The arrhythmic mitogen-activated protein kinase kinase 4 knockout heart as an arrhythmic exemplar for fibrotic change. In vivo and ex vivo cardiac electrophysiological characterizations of mice carrying an atrial cardiomyocyte specific mitogen-activated protein kinase kinase 4 knockout, Mkk4-acko, compared with Mkk4-flox/flox, Mkk4-f/f, controls. A: representative in vivo ECG recordings showing (a) normal rhythm in Mkk4-f/f (a) in contrast to polymorphic atrial ectopic beats and spontaneous atrial tachycardic episodes in Mkk4-acko mice (b). B: ex vivo atrial epicardial monophasic action potential (AP) recordings in Langendorff-perfused hearts during programmed electrical stimulation interposing extrasystolic S2 stimuli following trains of pacing S1 stimuli. These show contrasting persistent sinus rhythm in Mkk4-f/f (a) with observations of frequent AF in Mkk4-acko (b). C: occurrence of atrial arrhythmic events (AT and AF) in young (3 mo) and old (12 mo), Mkk4-f/f and Mkk4-acko, hearts. D: picrosirius red-stained atrial tissue, fibrotic areas dark red, from 3- and 12-mo-old, Mkk4-f/f and Mkk4-acko, mice. E: percentage fibrotic area in 3- and 12-mo-old Mkk4-f/f (white) and Mkk4-acko atria (black bar).

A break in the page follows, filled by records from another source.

//! HTTP-backed metadata provider and image materializer.

use rinku_core::{Error, ImageHandle, ImageMaterializer, LinkMetadata, MetadataProvider, TargetUrl};
use url::Url;

use crate::extract::extract_metadata;
use crate::fetch::{ACCEPT_HTML, ACCEPT_IMAGE, FetchClient};

/// Fetches a page and reads its OpenGraph / Twitter card / HTML metadata.
pub struct HttpMetadataProvider {
    client: FetchClient,
}

impl HttpMetadataProvider {
    pub fn new(client: FetchClient) -> Self {
        Self { client }
    }
}

#[async_trait::async_trait]
impl MetadataProvider for HttpMetadataProvider {
    async fn fetch(&self, url: &TargetUrl) -> Result<LinkMetadata, Error> {
        let response = self.client.fetch(url.url(), ACCEPT_HTML).await?;

        if response.is_image() {
            let handle = ImageHandle::new(response.final_url.as_str());
            return Ok(LinkMetadata::new(url, None, None, Some(handle)));
        }

        if !response.is_html() {
            return Err(Error::Provider(format!(
                "unsupported content type: {}",
                response.content_type.as_deref().unwrap_or_default()
            )));
        }

        let html = String::from_utf8_lossy(&response.bytes);
        let page = extract_metadata(&html, &response.final_url);

        tracing::debug!(
            title = page.title.as_deref(),
            canonical = page.canonical_url.as_deref(),
            image = page.image_url.as_deref(),
            "extracted metadata for {url}"
        );

        Ok(LinkMetadata::new(url, page.title, page.canonical_url, page.image_url.map(ImageHandle::new)))
    }
}

/// Downloads images whose handle is an absolute http(s) URL.
pub struct HttpImageMaterializer {
    client: FetchClient,
}

impl HttpImageMaterializer {
    pub fn new(client: FetchClient) -> Self {
        Self { client }
    }
}

#[async_trait::async_trait]
impl ImageMaterializer for HttpImageMaterializer {
    async fn materialize(&self, handle: &ImageHandle) -> Result<Vec<u8>, Error> {
        let url = Url::parse(handle.as_str())
            .map_err(|e| Error::Image(format!("invalid image URL {}: {e}", handle.as_str())))?;

        let response = self.client.fetch(&url, ACCEPT_IMAGE).await?;
        if response.bytes.is_empty() {
            return Err(Error::Image(format!("{url} returned an empty body")));
        }

        Ok(response.bytes.to_vec())
    }
}
//! Command-line parsing and validation.
//!
//! Single-dash arguments are set aside before clap sees the command line, so
//! the checks run in this order:
//! 1. unknown `--` flags (clap parse)
//! 2. `--width`/`--height` without `--preview`
//! 3. missing URL
//! 4. single-dash arguments
//! 5. `--width`/`--height` values
//! 6. URL normalization and validation
//!
//! The URL is the last positional argument.

use clap::Parser;
use clap::error::{ContextKind, ContextValue, ErrorKind};
use rinku_core::{PreviewSize, TargetUrl};
use std::ffi::OsString;
use thiserror::Error;

pub const USAGE: &str = "Usage: rinku [--no-cache] [--preview [--width N] [--height N]] <url>";

/// Largest accepted card edge, in pixels.
pub const MAX_DIMENSION: f64 = 16_384.0;

const SIZE_FLAGS: [&str; 2] = ["--width", "--height"];

#[derive(Debug, Parser)]
#[command(name = "rinku", version, about = "Fetch link preview metadata or render a preview card as JSON")]
pub struct Cli {
    /// Neither read nor write cached metadata
    #[arg(long)]
    pub no_cache: bool,

    /// Render a preview card instead of returning metadata
    #[arg(long)]
    pub preview: bool,

    /// Card width in pixels (requires --preview)
    #[arg(long, value_name = "N", num_args = 0..=1, default_missing_value = "", allow_negative_numbers = true)]
    pub width: Option<String>,

    /// Card height in pixels (requires --preview)
    #[arg(long, value_name = "N", num_args = 0..=1, default_missing_value = "", allow_negative_numbers = true)]
    pub height: Option<String>,

    /// Page to preview; https:// is assumed when no scheme is given
    #[arg(value_name = "URL")]
    pub urls: Vec<String>,
}

/// Argument errors reported to the caller. `Display` is the exact response text.
#[derive(Debug, Clone, PartialEq, Eq, Error)]
pub enum ValidationError {
    #[error("Unknown flag '{0}'.")]
    UnknownFlag(String),

    #[error("Invalid flag '{0}'. Did you mean '-{0}'?")]
    SingleDash(String),

    #[error("The --width and --height flags require --preview to be set.")]
    SizeWithoutPreview,

    #[error("{}", USAGE)]
    MissingUrl,

    #[error("Invalid URL '{0}'.")]
    InvalidUrl(String),

    #[error("Invalid value '{value}' for {flag}.")]
    InvalidValue { flag: &'static str, value: String },

    #[error("{0}")]
    Other(String),
}

/// A validated request.
#[derive(Debug, Clone, PartialEq)]
pub struct Invocation {
    pub url: TargetUrl,
    pub cache_enabled: bool,
    /// Card size when rendering; `None` selects metadata mode.
    pub preview: Option<PreviewSize>,
}

/// Result of parsing the command line.
#[derive(Debug)]
pub enum Parsed {
    Run(Invocation),
    /// `--help` or `--version`; clap's rendered text goes to stdout as-is.
    Info(clap::Error),
    Invalid(ValidationError),
}

pub fn parse<I, T>(args: I) -> Parsed
where
    I: IntoIterator<Item = T>,
    T: Into<OsString>,
{
    let (args, single_dash) = split_single_dash(args.into_iter().map(Into::into));

    match Cli::try_parse_from(args) {
        Ok(cli) => match cli.validate(single_dash) {
            Ok(invocation) => Parsed::Run(invocation),
            Err(e) => Parsed::Invalid(e),
        },
        Err(e) if matches!(e.kind(), ErrorKind::DisplayHelp | ErrorKind::DisplayVersion) => Parsed::Info(e),
        Err(e) => Parsed::Invalid(from_clap(&e)),
    }
}

impl Cli {
    /// Validate parsed arguments. `single_dash` is the first single-dash
    /// argument removed from the command line, if any.
    pub fn validate(mut self, single_dash: Option<String>) -> Result<Invocation, ValidationError> {
        if !self.preview && (self.width.is_some() || self.height.is_some()) {
            return Err(ValidationError::SizeWithoutPreview);
        }

        let input = self.urls.pop().ok_or(ValidationError::MissingUrl)?;
        if !self.urls.is_empty() {
            tracing::debug!(ignored = ?self.urls, "using the last positional argument as the URL");
        }

        if let Some(arg) = single_dash {
            return Err(ValidationError::SingleDash(arg));
        }

        let preview = if self.preview {
            let default = PreviewSize::default();
            Some(PreviewSize {
                width: dimension("--width", self.width.as_deref())?.unwrap_or(default.width),
                height: dimension("--height", self.height.as_deref())?.unwrap_or(default.height),
            })
        } else {
            None
        };

        let url = TargetUrl::parse(&input).map_err(|e| {
            tracing::debug!("rejected URL {input:?}: {e}");
            ValidationError::InvalidUrl(input.clone())
        })?;

        Ok(Invocation { url, cache_enabled: !self.no_cache, preview })
    }
}

/// Remove single-dash arguments (`-`, `-x`, `-abc`) ahead of clap, returning
/// the remaining arguments and the first one removed.
///
/// A negative number directly after `--width`/`--height` is that flag's value
/// and is kept. Everything after `--` is positional.
fn split_single_dash(args: impl Iterator<Item = OsString>) -> (Vec<OsString>, Option<String>) {
    let mut kept = Vec::new();
    let mut first = None;
    let mut after_size_flag = false;
    let mut positional_only = false;

    for (i, arg) in args.enumerate() {
        if i == 0 || positional_only {
            kept.push(arg);
            continue;
        }

        let text = arg.to_str();
        if text == Some("--") {
            positional_only = true;
        } else if let Some(t) = text
            && t.starts_with('-')
            && !t.starts_with("--")
            && !(after_size_flag && t.parse::<f64>().is_ok())
        {
            first.get_or_insert_with(|| t.to_string());
            after_size_flag = false;
            continue;
        }

        after_size_flag = text.is_some_and(|t| SIZE_FLAGS.contains(&t));
        kept.push(arg);
    }

    (kept, first)
}

fn dimension(flag: &'static str, raw: Option<&str>) -> Result<Option<f64>, ValidationError> {
    let Some(raw) = raw else {
        return Ok(None);
    };

    match raw.trim().parse::<f64>() {
        Ok(v) if v.is_finite() && v > 0.0 && v <= MAX_DIMENSION => Ok(Some(v)),
        _ => Err(ValidationError::InvalidValue { flag, value: raw.to_string() }),
    }
}

fn from_clap(err: &clap::Error) -> ValidationError {
    if err.kind() == ErrorKind::UnknownArgument
        && let Some(ContextValue::String(arg)) = err.get(ContextKind::InvalidArg)
        && arg.starts_with("--")
    {
        return ValidationError::UnknownFlag(arg.clone());
    }

    let rendered = err.render().to_string();
    let line = rendered.lines().next().unwrap_or_default();
    ValidationError::Other(line.strip_prefix("error: ").unwrap_or(line).to_string())
}
//! Scoped silencing of the process's standard error stream.
//!
//! Metadata providers may write diagnostics straight to fd 2. [`StderrGuard`]
//! points fd 2 at the null device for as long as it lives and puts the
//! original descriptor back when dropped, on every exit path.

#[cfg(unix)]
mod imp {
    use std::io;
    use std::os::fd::OwnedFd;

    use rustix::fs::{Mode, OFlags};

    pub(super) struct Saved(OwnedFd);

    pub(super) fn silence() -> io::Result<Saved> {
        let saved = rustix::io::dup(io::stderr())?;
        let null = rustix::fs::open("/dev/null", OFlags::WRONLY | OFlags::CLOEXEC, Mode::empty())?;
        rustix::stdio::dup2_stderr(&null)?;
        Ok(Saved(saved))
    }

    pub(super) fn restore(saved: &Saved) -> io::Result<()> {
        rustix::stdio::dup2_stderr(&saved.0)?;
        Ok(())
    }
}

#[cfg(not(unix))]
mod imp {
    use std::io;

    pub(super) struct Saved;

    pub(super) fn silence() -> io::Result<Saved> {
        Ok(Saved)
    }

    pub(super) fn restore(_saved: &Saved) -> io::Result<()> {
        Ok(())
    }
}

/// Redirects stderr to the null device until dropped.
pub struct StderrGuard {
    saved: imp::Saved,
}

impl StderrGuard {
    /// Silence stderr.
    ///
    /// # Errors
    ///
    /// Fails if the current descriptor cannot be duplicated or the null device
    /// cannot be opened; stderr is left untouched in that case.
    pub fn silence() -> std::io::Result<Self> {
        Ok(Self { saved: imp::silence()? })
    }

    /// Silence stderr when `enabled`, logging and continuing if that fails.
    pub fn maybe(enabled: bool) -> Option<Self> {
        if !enabled {
            return None;
        }
        match Self::silence() {
            Ok(guard) => Some(guard),
            Err(e) => {
                tracing::debug!("could not silence stderr: {e}");
                None
            }
        }
    }
}

impl Drop for StderrGuard {
    fn drop(&mut self) {
        // Nothing useful can be reported here: stderr is the thing being restored.
        let _ = imp::restore(&self.saved);
    }
}

#[cfg(test)]
mod tests {
    use super::*;
    use std::io::Write;
    use std::sync::{Mutex, MutexGuard};

    // fd 2 is process-wide; guards from parallel tests must not interleave.
    static FD_LOCK: Mutex<()> = Mutex::new(());

    fn serial() -> MutexGuard<'static, ()> {
        FD_LOCK.lock().unwrap_or_else(|e| e.into_inner())
    }

    #[test]
    fn test_guard_restores_stderr() {
        let _serial = serial();
        {
            let _guard = StderrGuard::silence().unwrap();
            assert!(std::io::stderr().write_all(b"swallowed\n").is_ok());
        }
        assert!(std::io::stderr().write_all(b"").is_ok());
    }

    #[test]
    fn test_guard_restores_on_unwind() {
        let _serial = serial();
        let result = std::panic::catch_unwind(|| {
            let _guard = StderrGuard::silence().unwrap();
            panic!("provider blew up");
        });
        assert!(result.is_err());
        assert!(std::io::stderr().flush().is_ok());
    }

    #[test]
    fn test_maybe_disabled() {
        assert!(StderrGuard::maybe(false).is_none());
    }

    #[cfg(unix)]
    #[test]
    fn test_fd_points_back_at_original() {
        use std::os::fd::AsRawFd;

        let _serial = serial();
        let before = rustix::fs::fstat(std::io::stderr()).unwrap();
        {
            let _guard = StderrGuard::silence().unwrap();
            let during = rustix::fs::fstat(std::io::stderr()).unwrap();
            let null = rustix::fs::stat("/dev/null").unwrap();
            assert_eq!((during.st_dev, during.st_ino), (null.st_dev, null.st_ino));
        }
        let after = rustix::fs::fstat(std::io::stderr()).unwrap();
        assert_eq!((before.st_dev, before.st_ino), (after.st_dev, after.st_ino));
        assert_eq!(std::io::stderr().as_raw_fd(), 2);
    }
}
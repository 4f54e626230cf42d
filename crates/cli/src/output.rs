//! The single JSON line written to stdout.

use std::io::Write;
use std::path::PathBuf;
use std::process::ExitCode;

use rinku_core::LinkMetadata;
use serde::Serialize;

/// Final payload of an invocation. Absent optional fields are omitted.
#[derive(Debug, Clone, PartialEq, Serialize)]
#[serde(untagged)]
pub enum Response {
    /// Render mode: path of the cached preview card.
    Preview { image: PathBuf },

    /// Metadata mode.
    Metadata {
        #[serde(skip_serializing_if = "Option::is_none")]
        title: Option<String>,
        url: String,
        #[serde(skip_serializing_if = "Option::is_none")]
        image: Option<PathBuf>,
    },

    Error { error: String },
}

impl Response {
    pub fn metadata(metadata: LinkMetadata, image: Option<PathBuf>) -> Self {
        Response::Metadata { title: metadata.title, url: metadata.url, image }
    }

    pub fn error(message: impl Into<String>) -> Self {
        Response::Error { error: message.into() }
    }

    pub fn exit_code(&self) -> ExitCode {
        match self {
            Response::Error { .. } => ExitCode::FAILURE,
            _ => ExitCode::SUCCESS,
        }
    }

    /// Write the response as one line and return the process exit code.
    ///
    /// Encoding or write failures are reported through `tracing` and exit 1.
    pub fn emit(&self, out: &mut impl Write) -> ExitCode {
        let line = match serde_json::to_string(self) {
            Ok(line) => line,
            Err(e) => {
                tracing::error!("failed to encode response: {e}");
                return ExitCode::FAILURE;
            }
        };

        if let Err(e) = writeln!(out, "{line}").and_then(|()| out.flush()) {
            tracing::error!("failed to write response: {e}");
            return ExitCode::FAILURE;
        }

        self.exit_code()
    }
}

#[cfg(test)]
mod tests {
    use super::*;
    use rinku_core::{ImageHandle, TargetUrl};

    fn emitted(response: &Response) -> (String, ExitCode) {
        let mut out = Vec::new();
        let code = response.emit(&mut out);
        (String::from_utf8(out).unwrap(), code)
    }

    #[test]
    fn test_metadata_without_image() {
        let metadata = LinkMetadata::new(
            &TargetUrl::parse("example.com").unwrap(),
            Some("Example Domain".into()),
            None,
            None,
        );

        let (line, code) = emitted(&Response::metadata(metadata, None));
        assert_eq!(line, "{\"title\":\"Example Domain\",\"url\":\"https://example.com\"}\n");
        assert_eq!(code, ExitCode::SUCCESS);
    }

    #[test]
    fn test_metadata_with_image_no_title() {
        let metadata = LinkMetadata::new(
            &TargetUrl::parse("https://example.com/a").unwrap(),
            None,
            Some("https://example.com/canonical".into()),
            Some(ImageHandle::new("https://example.com/og.png")),
        );

        let (line, _) = emitted(&Response::metadata(metadata, Some(PathBuf::from("/cache/abc.png"))));
        assert_eq!(line, "{\"url\":\"https://example.com/canonical\",\"image\":\"/cache/abc.png\"}\n");
    }

    #[test]
    fn test_preview() {
        let (line, code) = emitted(&Response::Preview { image: PathBuf::from("/cache/def.png") });
        assert_eq!(line, "{\"image\":\"/cache/def.png\"}\n");
        assert_eq!(code, ExitCode::SUCCESS);
    }

    #[test]
    fn test_error() {
        let (line, code) = emitted(&Response::error("Invalid flag '-x'. Did you mean '--x'?"));
        assert_eq!(line, "{\"error\":\"Invalid flag '-x'. Did you mean '--x'?\"}\n");
        assert_eq!(code, ExitCode::FAILURE);
    }

    #[cfg(unix)]
    #[test]
    fn test_unencodable_path_fails() {
        use std::ffi::OsStr;
        use std::os::unix::ffi::OsStrExt;

        let path = PathBuf::from(OsStr::from_bytes(b"/cache/\xff.png"));
        let (line, code) = emitted(&Response::Preview { image: path });
        assert!(line.is_empty());
        assert_eq!(code, ExitCode::FAILURE);
    }
}
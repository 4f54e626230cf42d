//! Headless browser rendering of preview cards.
//!
//! This module provides a [`CardRenderer`] implementation using chromiumoxide
//! for headless Chrome/Chromium browser control. Each render launches a
//! browser sized to the requested card, loads the card markup and captures a
//! PNG screenshot.

pub mod card;

use std::path::PathBuf;

use chromiumoxide::browser::{Browser, BrowserConfig};
use chromiumoxide::cdp::browser_protocol::page::CaptureScreenshotFormat;
use chromiumoxide::handler::viewport::Viewport;
use chromiumoxide::page::ScreenshotParams;
use futures_util::StreamExt;
use rinku_core::{AppConfig, CardRenderer, Error, LinkMetadata, PreviewSize};
use thiserror::Error;

pub use card::card_html;

/// Resolves once every `<img>` in the document has loaded or failed.
const WAIT_FOR_IMAGES: &str = r#"Promise.all(Array.from(document.images).map(img => img.complete
    ? true
    : new Promise(resolve => { img.onload = img.onerror = () => resolve(true); })))"#;

/// Errors that can occur during card rendering.
#[derive(Debug, Error)]
pub enum RenderError {
    /// Failed to launch or connect to browser.
    #[error("browser launch failed: {0}")]
    BrowserLaunch(String),

    /// Failed to load the card markup.
    #[error("content load failed: {0}")]
    ContentLoad(String),

    /// Failed to capture the page.
    #[error("screenshot failed: {0}")]
    Screenshot(String),
}

impl From<RenderError> for Error {
    fn from(err: RenderError) -> Self {
        Error::RenderCapture(err.to_string())
    }
}

/// Options for launching the rendering browser.
#[derive(Debug, Clone, Default)]
pub struct RenderOptions {
    /// Explicit Chrome/Chromium executable; auto-detected when unset.
    pub chrome_executable: Option<PathBuf>,

    /// Pass `--no-sandbox`, needed when running as root in containers.
    pub no_sandbox: bool,
}

impl From<&AppConfig> for RenderOptions {
    fn from(config: &AppConfig) -> Self {
        Self { chrome_executable: config.chrome_executable.clone(), no_sandbox: config.browser_no_sandbox }
    }
}

/// Headless Chrome/Chromium card renderer using chromiumoxide.
#[derive(Debug, Clone, Default)]
pub struct HeadlessCardRenderer {
    options: RenderOptions,
}

impl HeadlessCardRenderer {
    pub fn new(options: RenderOptions) -> Self {
        Self { options }
    }

    fn browser_config(&self, size: PreviewSize) -> Result<BrowserConfig, RenderError> {
        let (width, height) = size.pixels();
        let mut builder = BrowserConfig::builder()
            .window_size(width, height)
            .viewport(Viewport { width, height, device_scale_factor: Some(1.0), ..Default::default() })
            .arg("--hide-scrollbars");

        if let Some(path) = &self.options.chrome_executable {
            builder = builder.chrome_executable(path);
        }
        if self.options.no_sandbox {
            builder = builder.no_sandbox();
        }

        builder.build().map_err(RenderError::BrowserLaunch)
    }

    async fn capture(browser: &Browser, html: &str) -> Result<Vec<u8>, RenderError> {
        let page = browser
            .new_page("about:blank")
            .await
            .map_err(|e| RenderError::ContentLoad(e.to_string()))?;

        page.set_content(html)
            .await
            .map_err(|e| RenderError::ContentLoad(e.to_string()))?;

        if let Err(e) = page.evaluate(WAIT_FOR_IMAGES).await {
            tracing::debug!("waiting for card images failed: {e}");
        }

        let png = page
            .screenshot(ScreenshotParams::builder().format(CaptureScreenshotFormat::Png).build())
            .await
            .map_err(|e| RenderError::Screenshot(e.to_string()))?;

        page.close().await.ok();
        Ok(png)
    }
}

#[async_trait::async_trait]
impl CardRenderer for HeadlessCardRenderer {
    async fn render_card(&self, metadata: &LinkMetadata, size: PreviewSize) -> Result<Vec<u8>, Error> {
        let config = self.browser_config(size)?;
        let (mut browser, mut handler) =
            Browser::launch(config).await.map_err(|e| RenderError::BrowserLaunch(e.to_string()))?;

        let events = tokio::spawn(async move {
            while let Some(event) = handler.next().await {
                if let Err(e) = event {
                    tracing::debug!("browser handler event error: {e}");
                    break;
                }
            }
        });

        let result = Self::capture(&browser, &card_html(metadata, size)).await;

        browser.close().await.ok();
        browser.wait().await.ok();
        events.abort();

        Ok(result?)
    }
}
//! File-backed cache store.
//!
//! Entries live flat in one directory as `<digest>.<ext>`. Presence of the
//! file is validity: there is no TTL, index or eviction. Writes land in a
//! sibling temporary file and are renamed into place, so concurrent writers
//! of the same key resolve as last-writer-wins and readers never observe a
//! partially written entry.

use std::io::{self, ErrorKind, Write};
use std::path::{Path, PathBuf};

use super::hash::CacheKey;
use crate::Error;

/// Directory name appended to the platform cache directory.
pub const CACHE_DIR_NAME: &str = "link-previews";

/// Handle to the on-disk cache directory.
#[derive(Clone, Debug)]
pub struct CacheStore {
    dir: PathBuf,
}

impl CacheStore {
    /// Open a cache rooted at `dir`, creating it (and its parents) if absent.
    pub async fn open(dir: impl AsRef<Path>) -> Result<Self, Error> {
        let dir = dir.as_ref().to_path_buf();
        tokio::fs::create_dir_all(&dir)
            .await
            .map_err(|source| Error::DirectoryCreation { path: dir.clone(), source })?;

        Ok(Self { dir })
    }

    /// The cache directory.
    pub fn dir(&self) -> &Path {
        &self.dir
    }

    /// Path of the entry for `key`.
    pub fn path_for(&self, key: &CacheKey) -> PathBuf {
        self.dir.join(key.file_name())
    }

    /// Whether an entry exists at `path`.
    pub async fn exists(&self, path: &Path) -> bool {
        tokio::fs::try_exists(path).await.unwrap_or(false)
    }

    /// Read the entry at `path`.
    ///
    /// A missing file is [`Error::CacheMiss`]; any other read failure is also
    /// reported as a miss since callers treat both the same way.
    pub async fn read(&self, path: &Path) -> Result<Vec<u8>, Error> {
        match tokio::fs::read(path).await {
            Ok(bytes) => Ok(bytes),
            Err(e) => {
                if e.kind() != ErrorKind::NotFound {
                    tracing::debug!(path = %path.display(), "cache read failed: {e}");
                }
                Err(Error::CacheMiss(path.to_path_buf()))
            }
        }
    }

    /// Write `bytes` to `path`, replacing any existing entry.
    ///
    /// The bytes go to a uniquely named temporary file next to `path`, which
    /// is then renamed over it. The temporary file is removed on failure.
    pub async fn write(&self, path: &Path, bytes: &[u8]) -> Result<(), Error> {
        let target = path.to_path_buf();
        let contents = bytes.to_vec();

        let result = tokio::task::spawn_blocking(move || persist(&target, &contents))
            .await
            .unwrap_or_else(|e| Err(io::Error::other(e)));

        if let Err(source) = result {
            return Err(Error::CacheWrite { path: path.to_path_buf(), source });
        }

        tracing::debug!(path = %path.display(), bytes = bytes.len(), "cache entry written");
        Ok(())
    }
}

fn persist(path: &Path, bytes: &[u8]) -> io::Result<()> {
    let dir = path.parent().unwrap_or_else(|| Path::new("."));
    let mut tmp = tempfile::Builder::new().prefix(".").suffix(".tmp").tempfile_in(dir)?;
    tmp.write_all(bytes)?;
    tmp.persist(path)?;
    Ok(())
}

F: epicardial multielectrode array (MEA) activation maps resulting from differing AP conduction velocities following pacing in the center of the array in right (RA) and left atria (LA) of Mkk4-f/f and Mkk4-acko mice (a). G: computer modeling of the effects of fibroblast-cardiomyocyte coupling resulting in reentry following a premature beat. A standard S1S2 stimulation protocol is applied at the left edge of the 2D model containing randomly distributed fibroblast populations in which between one and five fibroblasts are coupled to any given cardiomyocyte. Subsequent snapshots demonstrate a breaking down of the wavefront of atrial excitation wave leading to formation of reentrant excitation waves. [From Davies et al. (245).]